Roback P, Beard J, Baumann D, Gille C, Henry K, Krohn S, Wiste H, Voskuil M I, Rainville C, Rutherford R
Department of Mathematics, Statistics and Computer Science, St. Olaf College, Northfield, MN 55057, USA.
Nucleic Acids Res. 2007;35(15):5085-95. doi: 10.1093/nar/gkm518. Epub 2007 Jul 25.

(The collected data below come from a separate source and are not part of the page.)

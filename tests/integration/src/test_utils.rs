//! Test utilities for multi-node protocol tests

use async_trait::async_trait;
use noscalp_core::FlowConfig;
use noscalp_crypto::SecureHash;
use noscalp_domain::FinalizedTransaction;
use noscalp_flow::{
    Envelope, FlowMessage, FlowNode, LocalNetwork, ProgressTracker, Transport, TransportError,
};
use noscalp_identity::LegalName;
use std::sync::{Arc, Mutex};
use tokio::time::{sleep, Duration};

pub const NOTARY: &str = "O=Notary, L=London, C=GB";
pub const PARTY_A: &str = "O=PartyA, L=London, C=GB";
pub const PARTY_B: &str = "O=PartyB, L=New York, C=US";
pub const PARTY_C: &str = "O=PartyC, L=Paris, C=FR";

pub fn name(s: &str) -> LegalName {
    LegalName::parse(s).expect("test legal name")
}

/// Installs a test-writer subscriber once; later calls are no-ops.
pub fn init_test_logging() {
    let _ = tracing_subscriber::fmt()
        .with_env_filter(
            tracing_subscriber::EnvFilter::try_from_default_env()
                .unwrap_or_else(|_| tracing_subscriber::EnvFilter::new("warn")),
        )
        .with_test_writer()
        .try_init();
}

/// Flow timeouts short enough for tests that wait on a silent peer.
pub fn short_timeouts() -> FlowConfig {
    FlowConfig {
        counterparty_timeout_ms: 200,
        finality_timeout_ms: 2_000,
    }
}

/// Wraps another transport and remembers every envelope it forwards.
pub struct RecordingTransport {
    inner: Arc<dyn Transport>,
    sent: Mutex<Vec<Envelope>>,
}

impl RecordingTransport {
    pub fn new(inner: Arc<dyn Transport>) -> Self {
        Self {
            inner,
            sent: Mutex::new(Vec::new()),
        }
    }

    pub fn sent_kinds(&self) -> Vec<&'static str> {
        self.sent
            .lock()
            .unwrap()
            .iter()
            .map(|e| e.message.kind())
            .collect()
    }
}

#[async_trait]
impl Transport for RecordingTransport {
    async fn send(&self, envelope: Envelope) -> Result<(), TransportError> {
        self.sent.lock().unwrap().push(envelope.clone());
        self.inner.send(envelope).await
    }
}

/// Drops every `Finalized` message, reporting success to the sender.
pub struct DroppingFinalizedTransport {
    inner: Arc<dyn Transport>,
}

impl DroppingFinalizedTransport {
    pub fn new(inner: Arc<dyn Transport>) -> Self {
        Self { inner }
    }
}

#[async_trait]
impl Transport for DroppingFinalizedTransport {
    async fn send(&self, envelope: Envelope) -> Result<(), TransportError> {
        if matches!(envelope.message, FlowMessage::Finalized { .. }) {
            return Ok(());
        }
        self.inner.send(envelope).await
    }
}

/// Blanks the event name of every proposal it forwards.
pub struct TamperingTransport {
    inner: Arc<dyn Transport>,
}

impl TamperingTransport {
    pub fn new(inner: Arc<dyn Transport>) -> Self {
        Self { inner }
    }
}

#[async_trait]
impl Transport for TamperingTransport {
    async fn send(&self, mut envelope: Envelope) -> Result<(), TransportError> {
        if let FlowMessage::Proposal { stx } = &mut envelope.message {
            for output in &mut stx.tx.outputs {
                output.event_name = String::new();
            }
        }
        self.inner.send(envelope).await
    }
}

/// What happens to messages party A sends.
#[derive(Debug, Clone, Copy, PartialEq, Eq)]
pub enum TransitFault {
    None,
    BlankEventName,
    DropFinalized,
}

/// Two distributors and a notary on one in-memory network, with progress
/// trackers and a recording transport on the initiating side.
pub struct TwoPartyNetwork {
    pub net: LocalNetwork,
    pub a: Arc<FlowNode>,
    pub b: Arc<FlowNode>,
    pub a_progress: Arc<ProgressTracker>,
    pub b_progress: Arc<ProgressTracker>,
    pub a_transport: Arc<RecordingTransport>,
}

impl TwoPartyNetwork {
    pub fn start() -> Self {
        Self::start_with(FlowConfig::default(), TransitFault::None)
    }

    pub fn start_with(config: FlowConfig, fault: TransitFault) -> Self {
        init_test_logging();
        let mut net = LocalNetwork::new(name(NOTARY), config).expect("notary");

        let a_progress = Arc::new(ProgressTracker::new());
        let b_progress = Arc::new(ProgressTracker::new());
        let mut a_transport = None;

        let a = {
            let a_progress = Arc::clone(&a_progress);
            let a_transport = &mut a_transport;
            net.add_node_with(name(PARTY_A), move |mut services| {
                let network = services.transport.clone();
                let inner: Arc<dyn Transport> = match fault {
                    TransitFault::None => network,
                    TransitFault::BlankEventName => Arc::new(TamperingTransport::new(network)),
                    TransitFault::DropFinalized => {
                        Arc::new(DroppingFinalizedTransport::new(network))
                    }
                };
                let recording = Arc::new(RecordingTransport::new(inner));
                *a_transport = Some(Arc::clone(&recording));
                services.transport = recording;
                services.with_observer(a_progress)
            })
            .expect("party A")
        };
        let b = {
            let b_progress = Arc::clone(&b_progress);
            net.add_node_with(name(PARTY_B), move |services| {
                services.with_observer(b_progress)
            })
            .expect("party B")
        };

        Self {
            net,
            a,
            b,
            a_progress,
            b_progress,
            a_transport: a_transport.expect("transport installed"),
        }
    }
}

/// Polls `node`'s vault until `id` is recorded or about three seconds pass.
pub async fn wait_for_transaction(node: &FlowNode, id: &SecureHash) -> Option<FinalizedTransaction> {
    for _ in 0..300 {
        if let Some(ftx) = node.vault().get(id).await {
            return Some(ftx);
        }
        sleep(Duration::from_millis(10)).await;
    }
    None
}

/// Waits until `tracker` has seen `count` transitions for `session_id`.
pub async fn wait_for_steps(tracker: &ProgressTracker, session_id: uuid::Uuid, count: usize) {
    for _ in 0..200 {
        if tracker.steps_for(session_id).len() >= count {
            return;
        }
        sleep(Duration::from_millis(10)).await;
    }
}

/// Waits until every protocol session on `node` has finished.
pub async fn wait_for_idle(node: &FlowNode) {
    for _ in 0..200 {
        if node.open_sessions() == 0 {
            return;
        }
        sleep(Duration::from_millis(10)).await;
    }
}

The prediction of operons in Mycobacterium tuberculosis (MTB) is a first step toward understanding the regulatory network of this pathogen. Here we apply a statistical model using logistic regression to predict operons in MTB. As predictors, our model incorporates intergenic distance and the correlation of gene expression calculated for adjacent gene pairs from over 474 microarray experiments with MTB RNA. We validate our findings with known examples from the literature and experimentation. From this model, we rank each potential operon pair by the strength of evidence for cotranscription, choose a classification threshold with a true positive rate of over 90% at a false positive rate of 9.1%, and use it to construct an operon map for the MTB genome.
预测结核分枝杆菌(MTB)中的操纵子是了解该病原体调控网络的第一步。在此,我们应用一种使用逻辑回归的统计模型来预测MTB中的操纵子。作为预测因子,我们的模型纳入了基因间距离以及从超过474个MTB RNA微阵列实验中计算出的相邻基因对的基因表达相关性。我们用文献和实验中的已知实例验证了我们的发现。基于这个模型,我们根据共转录证据的强度对每个潜在的操纵子对进行排名,选择一个在假阳性率为9.1%时真阳性率超过90%的分类阈值,并使用它构建MTB基因组的操纵子图谱。